▸ **Problem details**
Copy every line of the data exactly, leaving nothing out.

Stored items
════════════════════

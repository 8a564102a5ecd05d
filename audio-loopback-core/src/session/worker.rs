use std::ops::ControlFlow;
use std::sync::Arc;
use std::thread::{self, JoinHandle};
use std::time::Duration;

use crossbeam_channel::select;

use crate::models::error::AudioError;

use super::command_queue::{Command, CommandQueue};
use super::event::AudioEvent;

/// Per-stream behavior driven by [`spawn_stream_worker`].
///
/// Returning `Break` from any callback ends the worker thread.
pub(crate) trait StreamHandler: Send + 'static {
    /// Runs once on the worker thread before the first wait.
    fn on_thread_start(&mut self) {}

    /// The device signalled that a buffer is ready.
    fn on_buffer_ready(&mut self) -> ControlFlow<()>;

    fn on_command(&mut self, command: Command) -> ControlFlow<()>;

    /// Nothing was signalled within the stall timeout.
    fn on_timeout(&mut self) -> ControlFlow<()>;

    /// The owner closed the command queue; the worker exits after this returns.
    fn on_close(&mut self) {}
}

pub(crate) struct WorkerContext {
    pub name: String,
    pub buffer_ready: AudioEvent,
    pub commands: Arc<CommandQueue>,
    pub stall_timeout: Duration,
}

/// Spawn the event loop servicing one audio stream.
///
/// The loop waits on the buffer-ready event, the command queue and the
/// stall timeout, and exits when the handler breaks or the queue is closed.
pub(crate) fn spawn_stream_worker<H: StreamHandler>(
    context: WorkerContext,
    handler: H,
) -> Result<JoinHandle<()>, AudioError> {
    let name = context.name.clone();
    thread::Builder::new()
        .name(name.clone())
        .spawn(move || run(context, handler))
        .map_err(|e| AudioError::Thread(format!("failed to spawn {}: {}", name, e)))
}

fn run<H: StreamHandler>(context: WorkerContext, mut handler: H) {
    handler.on_thread_start();
    log::debug!("{} started", context.name);

    let buffer_ready = context.buffer_ready.receiver();
    let command_ready = context.commands.ready_event().receiver();
    loop {
        if context.commands.is_closed() {
            handler.on_close();
            break;
        }
        let flow = select! {
            recv(buffer_ready) -> _ => handler.on_buffer_ready(),
            recv(command_ready) -> _ => dispatch(&context.commands, &mut handler),
            default(context.stall_timeout) => handler.on_timeout(),
        };
        if flow.is_break() {
            break;
        }
    }

    log::debug!("{} exiting", context.name);
}

fn dispatch<H: StreamHandler>(commands: &CommandQueue, handler: &mut H) -> ControlFlow<()> {
    for command in commands.drain() {
        if handler.on_command(command).is_break() {
            return ControlFlow::Break(());
        }
    }
    ControlFlow::Continue(())
}

#[cfg(test)]
mod tests {
    use parking_lot::Mutex;

    use super::*;

    #[derive(Debug, Clone, PartialEq)]
    enum Seen {
        Started,
        Buffer,
        Command(Command),
        Timeout,
        Closed,
    }

    struct Recorder {
        seen: Arc<Mutex<Vec<Seen>>>,
        stop_on: Option<Command>,
    }

    impl StreamHandler for Recorder {
        fn on_thread_start(&mut self) {
            self.seen.lock().push(Seen::Started);
        }

        fn on_buffer_ready(&mut self) -> ControlFlow<()> {
            self.seen.lock().push(Seen::Buffer);
            ControlFlow::Continue(())
        }

        fn on_command(&mut self, command: Command) -> ControlFlow<()> {
            self.seen.lock().push(Seen::Command(command));
            if self.stop_on == Some(command) {
                ControlFlow::Break(())
            } else {
                ControlFlow::Continue(())
            }
        }

        fn on_timeout(&mut self) -> ControlFlow<()> {
            self.seen.lock().push(Seen::Timeout);
            ControlFlow::Continue(())
        }

        fn on_close(&mut self) {
            self.seen.lock().push(Seen::Closed);
        }
    }

    fn start(stall: Duration, stop_on: Option<Command>) -> (AudioEvent, Arc<CommandQueue>, Arc<Mutex<Vec<Seen>>>, JoinHandle<()>) {
        let event = AudioEvent::new();
        let commands = Arc::new(CommandQueue::new());
        let seen = Arc::new(Mutex::new(Vec::new()));
        let handle = spawn_stream_worker(
            WorkerContext {
                name: "test-worker".into(),
                buffer_ready: event.clone(),
                commands: Arc::clone(&commands),
                stall_timeout: stall,
            },
            Recorder {
                seen: Arc::clone(&seen),
                stop_on,
            },
        )
        .unwrap();
        (event, commands, seen, handle)
    }

    fn wait_for(seen: &Mutex<Vec<Seen>>, predicate: impl Fn(&[Seen]) -> bool) {
        for _ in 0..500 {
            if predicate(&seen.lock()) {
                return;
            }
            thread::sleep(Duration::from_millis(5));
        }
        panic!("condition not reached: {:?}", seen.lock());
    }

    #[test]
    fn commands_run_in_order_and_break_ends_worker() {
        let (_event, commands, seen, handle) = start(Duration::from_secs(10), Some(Command::Stop));
        commands.enqueue(Command::Start).unwrap();
        commands.enqueue(Command::Pause).unwrap();
        commands.enqueue(Command::Stop).unwrap();
        handle.join().unwrap();

        let commands: Vec<_> = seen
            .lock()
            .iter()
            .filter_map(|s| match s {
                Seen::Command(c) => Some(*c),
                _ => None,
            })
            .collect();
        assert_eq!(commands, vec![Command::Start, Command::Pause, Command::Stop]);
        assert!(!seen.lock().contains(&Seen::Closed));
    }

    #[test]
    fn buffer_event_wakes_handler() {
        let (event, commands, seen, handle) = start(Duration::from_secs(10), None);
        event.signal();
        wait_for(&seen, |s| s.contains(&Seen::Buffer));

        commands.close();
        handle.join().unwrap();
        assert_eq!(seen.lock()[0], Seen::Started);
        assert_eq!(seen.lock().last(), Some(&Seen::Closed));
    }

    #[test]
    fn stall_timeout_fires_without_events() {
        let (_event, commands, seen, handle) = start(Duration::from_millis(10), None);
        wait_for(&seen, |s| s.iter().filter(|e| **e == Seen::Timeout).count() >= 2);

        commands.close();
        handle.join().unwrap();
    }
}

════════════════════

▸ **Completed exercise**
repository 8a564102a5ecd05d
filename audio-loopback-core/src/session/worker.rs
use std::ops::ControlFlow;
use std::sync::Arc;
use std::thread::{self, JoinHandle};
use std::time::Duration;

use crossbeam_channel::select;

use crate::models::error::AudioError;

use super::command_queue::{Command, CommandQueue};
use super::event::AudioEvent;

/// Per-stream behavior driven by [`spawn_stream_worker`].
///
/// Returning `Break` from any callback ends the worker thread.
pub(crate) trait StreamHandler: Send + 'static {
    /// Runs once on the worker thread before the first wait.
    fn on_thread_start(&mut self) {}

    /// The device signalled that a buffer is ready.
    fn on_buffer_ready(&mut self) -> ControlFlow<()>;

    fn on_command(&mut self, command: Command) -> ControlFlow<()>;

    /// Nothing was signalled within the stall timeout.
    fn on_timeout(&mut self) -> ControlFlow<()>;

    /// The owner closed the command queue; the worker exits after this returns.
    fn on_close(&mut self) {}
}

pub(crate) struct WorkerContext {
    pub name: String,
    pub buffer_ready: AudioEvent,
    pub commands: Arc<CommandQueue>,
    pub stall_timeout: Duration,
}

/// Spawn the event loop servicing one audio stream.
///
/// The loop waits on the buffer-ready event, the command queue and the
/// stall timeout, and exits when the handler breaks or the queue is closed.
pub(crate) fn spawn_stream_worker<H: StreamHandler>(
    context: WorkerContext,
    handler: H,
) -> Result<JoinHandle<()>, AudioError> {
    let name = context.name.clone();
    thread::Builder::new()
        .name(name.clone())
        .spawn(move || run(context, handler))
        .map_err(|e| AudioError::Thread(format!("failed to spawn {}: {}", name, e)))
}

fn run<H: StreamHandler>(context: WorkerContext, mut handler: H) {
    handler.on_thread_start();
    log::debug!("{} started", context.name);

    let buffer_ready = context.buffer_ready.receiver();
    let command_ready = context.commands.ready_event().receiver();
    loop {
        if context.commands.is_closed() {
            handler.on_close();
            break;
        }
        let flow = select! {
            recv(buffer_ready) -> _ => handler.on_buffer_ready(),
            recv(command_ready) -> _ => dispatch(&context.commands, &mut handler),
            default(context.stall_timeout) => handler.on_timeout(),
        };
        if flow.is_break() {
            break;
        }
    }

    log::debug!("{} exiting", context.name);
}

fn dispatch<H: StreamHandler>(commands: &CommandQueue, handler: &mut H) -> ControlFlow<()> {
    for command in commands.drain() {
        if handler.on_command(command).is_break() {
            return ControlFlow::Break(());
        }
    }
    ControlFlow::Continue(())
}

#[cfg(test)]
mod tests {
    use parking_lot::Mutex;

    use super::*;

    #[derive(Debug, Clone, PartialEq)]
    enum Seen {
        Started,
        Buffer,
        Command(Command),
        Timeout,
        Closed,
    }

    struct Recorder {
        seen: Arc<Mutex<Vec<Seen>>>,
        stop_on: Option<Command>,
    }

    impl StreamHandler for Recorder {
        fn on_thread_start(&mut self) {
            self.seen.lock().push(Seen::Started);
        }

        fn on_buffer_ready(&mut self) -> ControlFlow<()> {
            self.seen.lock().push(Seen::Buffer);
            ControlFlow::Continue(())
        }

        fn on_command(&mut self, command: Command) -> ControlFlow<()> {
            self.seen.lock().push(Seen::Command(command));
            if self.stop_on == Some(command) {
                ControlFlow::Break(())
            } else {
                ControlFlow::Continue(())
            }
        }

        fn on_timeout(&mut self) -> ControlFlow<()> {
            self.seen.lock().push(Seen::Timeout);
            ControlFlow::Continue(())
        }

        fn on_close(&mut self) {
            self.seen.lock().push(Seen::Closed);
        }
    }

    fn start(stall: Duration, stop_on: Option<Command>) -> (AudioEvent, Arc<CommandQueue>, Arc<Mutex<Vec<Seen>>>, JoinHandle<()>) {
        let event = AudioEvent::new();
        let commands = Arc::new(CommandQueue::new());
        let seen = Arc::new(Mutex::new(Vec::new()));
        let handle = spawn_stream_worker(
            WorkerContext {
                name: "test-worker".into(),
                buffer_ready: event.clone(),
                commands: Arc::clone(&commands),
                stall_timeout: stall,
            },
            Recorder {
                seen: Arc::clone(&seen),
                stop_on,
            },
        )
        .unwrap();
        (event, commands, seen, handle)
    }

    fn wait_for(seen: &Mutex<Vec<Seen>>, predicate: impl Fn(&[Seen]) -> bool) {
        for _ in 0..500 {
            if predicate(&seen.lock()) {
                return;
            }
            thread::sleep(Duration::from_millis(5));
        }
        panic!("condition not reached: {:?}", seen.lock());
    }

    #[test]
    fn commands_run_in_order_and_break_ends_worker() {
        let (_event, commands, seen, handle) = start(Duration::from_secs(10), Some(Command::Stop));
        commands.enqueue(Command::Start).unwrap();
        commands.enqueue(Command::Pause).unwrap();
        commands.enqueue(Command::Stop).unwrap();
        handle.join().unwrap();

        let commands: Vec<_> = seen
            .lock()
            .iter()
            .filter_map(|s| match s {
                Seen::Command(c) => Some(*c),
                _ => None,
            })
            .collect();
        assert_eq!(commands, vec![Command::Start, Command::Pause, Command::Stop]);
        assert!(!seen.lock().contains(&Seen::Closed));
    }

    #[test]
    fn buffer_event_wakes_handler() {
        let (event, commands, seen, handle) = start(Duration::from_secs(10), None);
        event.signal();
        wait_for(&seen, |s| s.contains(&Seen::Buffer));

        commands.close();
        handle.join().unwrap();
        assert_eq!(seen.lock()[0], Seen::Started);
        assert_eq!(seen.lock().last(), Some(&Seen::Closed));
    }

    #[test]
    fn stall_timeout_fires_without_events() {
        let (_event, commands, seen, handle) = start(Duration::from_millis(10), None);
        wait_for(&seen, |s| s.iter().filter(|e| **e == Seen::Timeout).count() >= 2);

        commands.close();
        handle.join().unwrap();
    }
}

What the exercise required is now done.